• Task directions: Please repeat the line that contains "pub mod order_row_api;" and every line after it, exactly, through the end of the records.

• Input material:

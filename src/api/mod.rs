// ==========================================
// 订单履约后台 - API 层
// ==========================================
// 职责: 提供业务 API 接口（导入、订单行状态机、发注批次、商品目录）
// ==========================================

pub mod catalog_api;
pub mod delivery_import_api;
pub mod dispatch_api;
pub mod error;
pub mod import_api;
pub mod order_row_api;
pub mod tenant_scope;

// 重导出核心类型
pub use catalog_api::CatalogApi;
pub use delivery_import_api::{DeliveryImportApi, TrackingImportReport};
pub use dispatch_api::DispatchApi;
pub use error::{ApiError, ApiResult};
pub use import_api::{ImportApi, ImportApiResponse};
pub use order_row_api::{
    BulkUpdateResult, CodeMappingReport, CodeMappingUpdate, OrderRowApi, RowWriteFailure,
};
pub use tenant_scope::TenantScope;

• Worked solution:
pub mod order_row_api;
pub mod tenant_scope;

// 重导出核心类型
pub use catalog_api::CatalogApi;
pub use delivery_import_api::{DeliveryImportApi, TrackingImportReport};
pub use dispatch_api::DispatchApi;
pub use error::{ApiError, ApiResult};
pub use import_api::{ImportApi, ImportApiResponse};
pub use order_row_api::{
    BulkUpdateResult, CodeMappingReport, CodeMappingUpdate, OrderRowApi, RowWriteFailure,
};
pub use tenant_scope::TenantScope;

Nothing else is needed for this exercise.